Start of Information provided

//! Compose the App Proxy stack for one tenant/product/environment.

use crate::{
    config::Config,
    context::{Inputs, Target},
    graph::{
        resources::{Resource, ResourceKind},
        LogicalId, Output, ResourceGraph,
    },
    lookup::Lookup,
    naming::stack_id,
    proxy::{self, ENDPOINT_OUTPUT},
    Error,
};
use serde::Serialize;
use std::collections::BTreeMap;
use tracing::info;

/// Tag identifying the tenant owning a resource
pub const TENANT_TAG: &str = "tenant";

/// Tag identifying the deployment environment of a resource
pub const ENVIRONMENT_TAG: &str = "environment";

/// Tag identifying the product a resource belongs to
pub const PRODUCT_TAG: &str = "product";

/// A validated stack, ready to render.
#[derive(Clone, Debug)]
pub struct Stack {
    pub id: String,
    pub target: Target,
    pub tags: BTreeMap<String, String>,
    pub graph: ResourceGraph,
    /// The published load balancer endpoint
    pub output: Output,
    /// Nodes in creation order
    pub order: Vec<LogicalId>,
}

/// Summary of a synthesized stack, written next to the template.
#[derive(Clone, Debug, Serialize)]
pub struct Manifest {
    pub stack: String,
    pub account: Option<String>,
    pub region: String,
    pub tags: BTreeMap<String, String>,
    pub resources: usize,
    pub template: String,
    /// Images the template expects to find in their repositories, keyed by container
    pub images: BTreeMap<String, ImageManifest>,
}

/// Inputs an external build step needs to produce an image referenced by the template.
#[derive(Clone, Debug, PartialEq, Eq, Serialize)]
pub struct ImageManifest {
    pub directory: String,
    pub repository: String,
    pub tag: String,
    pub build_args: BTreeMap<String, String>,
}

impl Stack {
    /// File name of the rendered template.
    pub fn template_file(&self) -> String {
        format!("{}.template.json", self.id)
    }

    pub fn manifest(&self) -> Manifest {
        Manifest {
            stack: self.id.clone(),
            account: self.target.account.clone(),
            region: self.target.region.clone(),
            tags: self.tags.clone(),
            resources: self
                .graph
                .nodes()
                .filter(|n| !n.resource.is_imported() && n.kind() != ResourceKind::Parameter)
                .count(),
            template: self.template_file(),
            images: self.images(),
        }
    }

    fn images(&self) -> BTreeMap<String, ImageManifest> {
        let mut images = BTreeMap::new();
        for node in self.graph.of_kind(ResourceKind::TaskDefinition) {
            let Resource::TaskDefinition(task) = &node.resource else {
                continue;
            };
            for container in &task.containers {
                let image = &container.image;
                images.insert(
                    container.name.clone(),
                    ImageManifest {
                        directory: image.directory.clone(),
                        repository: image.repository.clone(),
                        tag: image.tag(),
                        build_args: image.build_args.clone(),
                    },
                );
            }
        }
        images
    }
}

/// Builds, tags and validates the stack described by `inputs`.
pub fn compose(inputs: &Inputs, config: &Config, lookup: &impl Lookup) -> Result<Stack, Error> {
    config.validate()?;
    let tenant = &inputs.tenant;
    let id = stack_id(&tenant.tenant, &tenant.product, &tenant.environment);
    info!(
        stack = id.as_str(),
        account = ?inputs.target.account,
        region = inputs.target.region.as_str(),
        "composing stack"
    );

    let mut graph = proxy::build(inputs, config, lookup)?;
    let tags = BTreeMap::from([
        (TENANT_TAG.to_string(), tenant.tenant.clone()),
        (ENVIRONMENT_TAG.to_string(), tenant.environment.clone()),
        (PRODUCT_TAG.to_string(), tenant.product.clone()),
    ]);
    for (key, value) in &tags {
        graph.tag(key, value);
    }

    let order = graph.validate()?;
    let output = graph
        .outputs()
        .get(ENDPOINT_OUTPUT)
        .cloned()
        .ok_or_else(|| Error::MissingOutput(ENDPOINT_OUTPUT))?;
    info!(
        stack = id.as_str(),
        resources = order.len(),
        overrides = graph.overrides().len(),
        "validated stack"
    );
    Ok(Stack {
        id,
        target: inputs.target.clone(),
        tags,
        graph,
        output,
        order,
    })
}
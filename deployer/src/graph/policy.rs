//! IAM policy documents.

use super::LogicalId;
use serde::Serialize;

/// Actions needed to pull an image from ECR. `ecr:GetAuthorizationToken` has no resource-level
/// scoping, so these are granted on `*`.
pub const IMAGE_PULL_ACTIONS: &[&str] = &[
    "ecr:GetAuthorizationToken",
    "ecr:BatchCheckLayerAvailability",
    "ecr:GetDownloadUrlForLayer",
    "ecr:BatchGetImage",
];

/// Actions needed to ship container logs.
pub const LOG_ACTIONS: &[&str] = &["logs:CreateLogStream", "logs:PutLogEvents"];

/// Action needed to resolve secret-backed environment variables at launch.
pub const SECRET_READ_ACTIONS: &[&str] = &["secretsmanager:GetSecretValue"];

/// Session channel actions used by ECS Exec.
pub const SESSION_CHANNEL_ACTIONS: &[&str] = &[
    "ssmmessages:CreateControlChannel",
    "ssmmessages:CreateDataChannel",
    "ssmmessages:OpenControlChannel",
    "ssmmessages:OpenDataChannel",
];

#[derive(Clone, Copy, Debug, PartialEq, Eq, Serialize)]
pub enum Effect {
    Allow,
}

impl Effect {
    pub fn as_str(&self) -> &'static str {
        match self {
            Self::Allow => "Allow",
        }
    }
}

/// Resource a statement applies to.
#[derive(Clone, Debug, PartialEq, Eq, Serialize)]
pub enum PolicyResource {
    /// Every resource (`*`)
    Any,
    /// The ARN of a node in the same graph
    Arn(LogicalId),
}

#[derive(Clone, Debug, PartialEq, Eq, Serialize)]
pub struct Statement {
    pub effect: Effect,
    pub actions: Vec<String>,
    pub resources: Vec<PolicyResource>,
}

impl Statement {
    /// Allows `actions` on `resources`.
    pub fn allow(actions: &[&str], resources: Vec<PolicyResource>) -> Self {
        Self {
            effect: Effect::Allow,
            actions: actions.iter().map(|a| a.to_string()).collect(),
            resources,
        }
    }

    pub fn is_wildcard(&self) -> bool {
        self.resources.contains(&PolicyResource::Any)
    }
}

#[derive(Clone, Debug, Default, PartialEq, Eq, Serialize)]
pub struct PolicyDocument {
    pub statements: Vec<Statement>,
}

impl PolicyDocument {
    pub fn new(statements: Vec<Statement>) -> Self {
        Self { statements }
    }

    /// All actions granted by the document.
    pub fn actions(&self) -> impl Iterator<Item = &str> {
        self.statements
            .iter()
            .flat_map(|s| s.actions.iter().map(String::as_str))
    }

    /// Nodes whose ARNs appear in the document.
    pub fn references(&self) -> impl Iterator<Item = &LogicalId> {
        self.statements
            .iter()
            .flat_map(|s| s.resources.iter())
            .filter_map(|r| match r {
                PolicyResource::Arn(id) => Some(id),
                PolicyResource::Any => None,
            })
    }
}

#[cfg(test)]
mod tests {
    use super::*;

    #[test]
    fn test_references_skip_wildcards() {
        let secret = LogicalId::new("CredsSecret");
        let document = PolicyDocument::new(vec![
            Statement::allow(IMAGE_PULL_ACTIONS, vec![PolicyResource::Any]),
            Statement::allow(
                SECRET_READ_ACTIONS,
                vec![PolicyResource::Arn(secret.clone())],
            ),
        ]);
        let refs: Vec<_> = document.references().collect();
        assert_eq!(refs, vec![&secret]);
        assert_eq!(document.actions().count(), 5);
        assert!(document.statements[0].is_wildcard());
        assert!(!document.statements[1].is_wildcard());
    }
}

End of Information provided

*Work to complete*. A verbatim copy of every entry is required.

*Exercise result*.
//! Compose the App Proxy stack for one tenant/product/environment.

use crate::{
    config::Config,
    context::{Inputs, Target},
    graph::{
        resources::{Resource, ResourceKind},
        LogicalId, Output, ResourceGraph,
    },
    lookup::Lookup,
    naming::stack_id,
    proxy::{self, ENDPOINT_OUTPUT},
    Error,
};
use serde::Serialize;
use std::collections::BTreeMap;
use tracing::info;

/// Tag identifying the tenant owning a resource
pub const TENANT_TAG: &str = "tenant";

/// Tag identifying the deployment environment of a resource
pub const ENVIRONMENT_TAG: &str = "environment";

/// Tag identifying the product a resource belongs to
pub const PRODUCT_TAG: &str = "product";

/// A validated stack, ready to render.
#[derive(Clone, Debug)]
pub struct Stack {
    pub id: String,
    pub target: Target,
    pub tags: BTreeMap<String, String>,
    pub graph: ResourceGraph,
    /// The published load balancer endpoint
    pub output: Output,
    /// Nodes in creation order
    pub order: Vec<LogicalId>,
}

/// Summary of a synthesized stack, written next to the template.
#[derive(Clone, Debug, Serialize)]
pub struct Manifest {
    pub stack: String,
    pub account: Option<String>,
    pub region: String,
    pub tags: BTreeMap<String, String>,
    pub resources: usize,
    pub template: String,
    /// Images the template expects to find in their repositories, keyed by container
    pub images: BTreeMap<String, ImageManifest>,
}

/// Inputs an external build step needs to produce an image referenced by the template.
#[derive(Clone, Debug, PartialEq, Eq, Serialize)]
pub struct ImageManifest {
    pub directory: String,
    pub repository: String,
    pub tag: String,
    pub build_args: BTreeMap<String, String>,
}

impl Stack {
    /// File name of the rendered template.
    pub fn template_file(&self) -> String {
        format!("{}.template.json", self.id)
    }

    pub fn manifest(&self) -> Manifest {
        Manifest {
            stack: self.id.clone(),
            account: self.target.account.clone(),
            region: self.target.region.clone(),
            tags: self.tags.clone(),
            resources: self
                .graph
                .nodes()
                .filter(|n| !n.resource.is_imported() && n.kind() != ResourceKind::Parameter)
                .count(),
            template: self.template_file(),
            images: self.images(),
        }
    }

    fn images(&self) -> BTreeMap<String, ImageManifest> {
        let mut images = BTreeMap::new();
        for node in self.graph.of_kind(ResourceKind::TaskDefinition) {
            let Resource::TaskDefinition(task) = &node.resource else {
                continue;
            };
            for container in &task.containers {
                let image = &container.image;
                images.insert(
                    container.name.clone(),
                    ImageManifest {
                        directory: image.directory.clone(),
                        repository: image.repository.clone(),
                        tag: image.tag(),
                        build_args: image.build_args.clone(),
                    },
                );
            }
        }
        images
    }
}

/// Builds, tags and validates the stack described by `inputs`.
pub fn compose(inputs: &Inputs, config: &Config, lookup: &impl Lookup) -> Result<Stack, Error> {
    config.validate()?;
    let tenant = &inputs.tenant;
    let id = stack_id(&tenant.tenant, &tenant.product, &tenant.environment);
    info!(
        stack = id.as_str(),
        account = ?inputs.target.account,
        region = inputs.target.region.as_str(),
        "composing stack"
    );

    let mut graph = proxy::build(inputs, config, lookup)?;
    let tags = BTreeMap::from([
        (TENANT_TAG.to_string(), tenant.tenant.clone()),
        (ENVIRONMENT_TAG.to_string(), tenant.environment.clone()),
        (PRODUCT_TAG.to_string(), tenant.product.clone()),
    ]);
    for (key, value) in &tags {
        graph.tag(key, value);
    }

    let order = graph.validate()?;
    let output = graph
        .outputs()
        .get(ENDPOINT_OUTPUT)
        .cloned()
        .ok_or_else(|| Error::MissingOutput(ENDPOINT_OUTPUT))?;
    info!(
        stack = id.as_str(),
        resources = order.len(),
        overrides = graph.overrides().len(),
        "validated stack"
    );
    Ok(Stack {
        id,
        target: inputs.target.clone(),
        tags,
        graph,
        output,
        order,
    })
}
filename deployer/src/graph/policy.rs
//! IAM policy documents.

use super::LogicalId;
use serde::Serialize;

/// Actions needed to pull an image from ECR. `ecr:GetAuthorizationToken` has no resource-level
/// scoping, so these are granted on `*`.
pub const IMAGE_PULL_ACTIONS: &[&str] = &[
    "ecr:GetAuthorizationToken",
    "ecr:BatchCheckLayerAvailability",
    "ecr:GetDownloadUrlForLayer",
    "ecr:BatchGetImage",
];

/// Actions needed to ship container logs.
pub const LOG_ACTIONS: &[&str] = &["logs:CreateLogStream", "logs:PutLogEvents"];

/// Action needed to resolve secret-backed environment variables at launch.
pub const SECRET_READ_ACTIONS: &[&str] = &["secretsmanager:GetSecretValue"];

/// Session channel actions used by ECS Exec.
pub const SESSION_CHANNEL_ACTIONS: &[&str] = &[
    "ssmmessages:CreateControlChannel",
    "ssmmessages:CreateDataChannel",
    "ssmmessages:OpenControlChannel",
    "ssmmessages:OpenDataChannel",
];

#[derive(Clone, Copy, Debug, PartialEq, Eq, Serialize)]
pub enum Effect {
    Allow,
}

impl Effect {
    pub fn as_str(&self) -> &'static str {
        match self {
            Self::Allow => "Allow",
        }
    }
}

/// Resource a statement applies to.
#[derive(Clone, Debug, PartialEq, Eq, Serialize)]
pub enum PolicyResource {
    /// Every resource (`*`)
    Any,
    /// The ARN of a node in the same graph
    Arn(LogicalId),
}

#[derive(Clone, Debug, PartialEq, Eq, Serialize)]
pub struct Statement {
    pub effect: Effect,
    pub actions: Vec<String>,
    pub resources: Vec<PolicyResource>,
}

impl Statement {
    /// Allows `actions` on `resources`.
    pub fn allow(actions: &[&str], resources: Vec<PolicyResource>) -> Self {
        Self {
            effect: Effect::Allow,
            actions: actions.iter().map(|a| a.to_string()).collect(),
            resources,
        }
    }

    pub fn is_wildcard(&self) -> bool {
        self.resources.contains(&PolicyResource::Any)
    }
}

#[derive(Clone, Debug, Default, PartialEq, Eq, Serialize)]
pub struct PolicyDocument {
    pub statements: Vec<Statement>,
}

impl PolicyDocument {
    pub fn new(statements: Vec<Statement>) -> Self {
        Self { statements }
    }

    /// All actions granted by the document.
    pub fn actions(&self) -> impl Iterator<Item = &str> {
        self.statements
            .iter()
            .flat_map(|s| s.actions.iter().map(String::as_str))
    }

    /// Nodes whose ARNs appear in the document.
    pub fn references(&self) -> impl Iterator<Item = &LogicalId> {
        self.statements
            .iter()
            .flat_map(|s| s.resources.iter())
            .filter_map(|r| match r {
                PolicyResource::Arn(id) => Some(id),
                PolicyResource::Any => None,
            })
    }
}

#[cfg(test)]
mod tests {
    use super::*;

    #[test]
    fn test_references_skip_wildcards() {
        let secret = LogicalId::new("CredsSecret");
        let document = PolicyDocument::new(vec![
            Statement::allow(IMAGE_PULL_ACTIONS, vec![PolicyResource::Any]),
            Statement::allow(
                SECRET_READ_ACTIONS,
                vec![PolicyResource::Arn(secret.clone())],
            ),
        ]);
        let refs: Vec<_> = document.references().collect();
        assert_eq!(refs, vec![&secret]);
        assert_eq!(document.actions().count(), 5);
        assert!(document.statements[0].is_wildcard());
        assert!(!document.statements[1].is_wildcard());
    }
}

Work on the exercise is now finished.